* **Assigned task**
Pull each line with the string "config" from the entries.

* **Items from a data source**
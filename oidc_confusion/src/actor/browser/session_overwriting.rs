use std::sync::Arc;

use async_trait::async_trait;

use crate::actor::behavior::BrowserBehavior;
use crate::actor::env::ActorEnv;
use crate::actor::errors::ActorError;
use crate::barrier::BarrierError;
use crate::context::keys::params::BROWSER_INPUT_OP_URL;
use crate::context::keys::{HONEST_AUTH_SEEN, STEP_RESULT};
use crate::verdict::Verdict;

use super::driver::{BrowserCookie, DriverFactory};
use super::session::BrowserSession;

/// Runs two logins in one browser session: the first one is held open by
/// its OP while a second browser sharing the cookies logs in with the other
/// OP, so the RP's session state gets overwritten.
pub struct SessionOverwritingRpBrowser {
    session: Arc<BrowserSession>,
}

impl SessionOverwritingRpBrowser {
    pub fn new(env: ActorEnv, factory: Arc<dyn DriverFactory>) -> Self {
        Self {
            session: BrowserSession::new(env, factory),
        }
    }
}

/// Second login, started once the first OP signals that it holds the first
/// authorization request.
pub(super) async fn second_login(
    session: Arc<BrowserSession>,
    start_url: String,
    identity: String,
    cookies: Vec<BrowserCookie>,
    script: String,
) {
    let first_seen = session.env.step.barrier(HONEST_AUTH_SEEN);
    if let Err(e) = first_seen.wait(session.env.timeouts.normal).await {
        session.log(format!("First authorization request never arrived: {e}"));
        return;
    }

    let driver = match session.fresh_driver().await {
        Ok(driver) => driver,
        Err(e) => {
            session.env.logger.log_error("Failed to start second browser", &e);
            return;
        }
    };
    let started = async {
        driver.open(&start_url).await?;
        driver.set_cookies(&cookies).await?;
        Ok::<_, ActorError>(())
    }
    .await;
    if let Err(e) = started {
        session.env.logger.log_error("Failed to prepare second browser", &e);
        session.release(&driver).await;
        return;
    }

    session.env.step.set_param(BROWSER_INPUT_OP_URL, &identity);
    let script = session.render(&script);
    session.log(format!("Starting second login with identity '{identity}'."));
    session.execute_logged(driver.as_ref(), &script).await;
    session.wait_ready(driver.as_ref()).await;
    // Give the OP time to answer the held request before the browser closes
    tokio::time::sleep(session.env.timeouts.settle * 2).await;
    session.release(&driver).await;
}

#[async_trait]
impl BrowserBehavior for SessionOverwritingRpBrowser {
    async fn run(&self) -> Result<Verdict, ActorError> {
        let session = &self.session;
        let config = session.env.rp_config()?;
        let result = session.env.step.barrier(STEP_RESULT);
        let raw_script = session.rp_login_script()?;

        let first_identity = session.input_op();
        let second_identity = session.other_input_op();

        let driver = session.fresh_driver().await?;
        driver.open(&config.url_client_target).await?;
        session.wait_ready(driver.as_ref()).await;
        let cookies = driver.cookies().await?;

        let submit = session.render(&raw_script);
        tokio::spawn(second_login(
            session.clone(),
            config.url_client_target.clone(),
            second_identity,
            cookies,
            raw_script,
        ));

        session.log(format!("Starting first login with identity '{first_identity}'."));
        session.execute_logged(driver.as_ref(), &submit).await;
        session.wait_ready(driver.as_ref()).await;

        match result.wait(session.env.timeouts.normal).await {
            Ok(verdict) => {
                session.log_screenshot(driver.as_ref()).await;
                session.log(format!(
                    "Browser finished at '{}'.",
                    driver.current_url().await.unwrap_or_default()
                ));
                Ok(verdict)
            }
            Err(BarrierError::TimedOut { .. }) => {
                session.log("Timeout while waiting for token request, assuming test passed.");
                Ok(Verdict::Pass)
            }
            Err(e) => {
                session.log(e.to_string());
                Ok(Verdict::Undetermined)
            }
        }
    }

    async fn quit(&self) {
        self.session.quit_all().await
    }
}

#[cfg(test)]
mod tests {
    use super::*;
    use crate::actor::browser::driver::testing::{QueueFactory, ScriptedDriver};
    use crate::actor::browser::rp_default::tests::browser_env;
    use crate::context::keys::params::{BROWSER_INPUT_EVIL_OP_URL, BROWSER_INPUT_HONEST_OP_URL};
    use std::time::Duration;

    fn overwriting_env() -> ActorEnv {
        let env = browser_env(&[]);
        env.step.set_param(BROWSER_INPUT_HONEST_OP_URL, "honest-id");
        env.step.set_param(BROWSER_INPUT_EVIL_OP_URL, "evil-id");
        env.step.set_param(BROWSER_INPUT_OP_URL, "evil-id");
        env
    }

    #[tokio::test]
    async fn test_second_browser_uses_other_identity_and_cookies() {
        // Given a first browser holding a session cookie
        let env = overwriting_env();
        let step = env.step.clone();
        let first = Arc::new(ScriptedDriver::new().on_script(move |_, script| {
            if script.contains("evil-id") {
                step.barrier(HONEST_AUTH_SEEN).complete(());
            }
        }));
        first.cookies.lock().unwrap().push(BrowserCookie {
            name: "JSESSIONID".to_string(),
            value: "abc".to_string(),
            path: None,
            domain: None,
        });
        let step = env.step.clone();
        let second = Arc::new(ScriptedDriver::new().on_script(move |_, script| {
            if script.contains("honest-id") {
                step.barrier(STEP_RESULT).complete(Verdict::Fail);
            }
        }));
        let browser = SessionOverwritingRpBrowser::new(
            env,
            QueueFactory::scripted(&[first.clone(), second.clone()]),
        );

        // When running
        let verdict = browser.run().await.unwrap();

        // Then the second login finished the step with the other identity
        assert_eq!(verdict, Verdict::Fail);
        assert_eq!(second.cookies.lock().unwrap()[0].value, "abc");

        tokio::time::sleep(Duration::from_millis(400)).await;
        assert!(second.history.lock().unwrap().contains(&"quit".to_string()));
    }

    #[tokio::test]
    async fn test_timeout_passes() {
        let env = overwriting_env();
        let browser = SessionOverwritingRpBrowser::new(
            env,
            QueueFactory::scripted(&[Arc::new(ScriptedDriver::new())]),
        );

        assert_eq!(browser.run().await.unwrap(), Verdict::Pass);
    }

    #[tokio::test]
    async fn test_abandoned_result_is_undetermined() {
        let env = overwriting_env();
        let step = env.step.clone();
        let driver = Arc::new(ScriptedDriver::new().on_script(move |_, _| {
            step.abandon_barriers();
        }));
        let browser = SessionOverwritingRpBrowser::new(env, QueueFactory::scripted(&[driver]));

        assert_eq!(browser.run().await.unwrap(), Verdict::Undetermined);
    }
}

* **Exercise result**
        let config = session.env.rp_config()?;
        driver.open(&config.url_client_target).await?;
            config.url_client_target.clone(),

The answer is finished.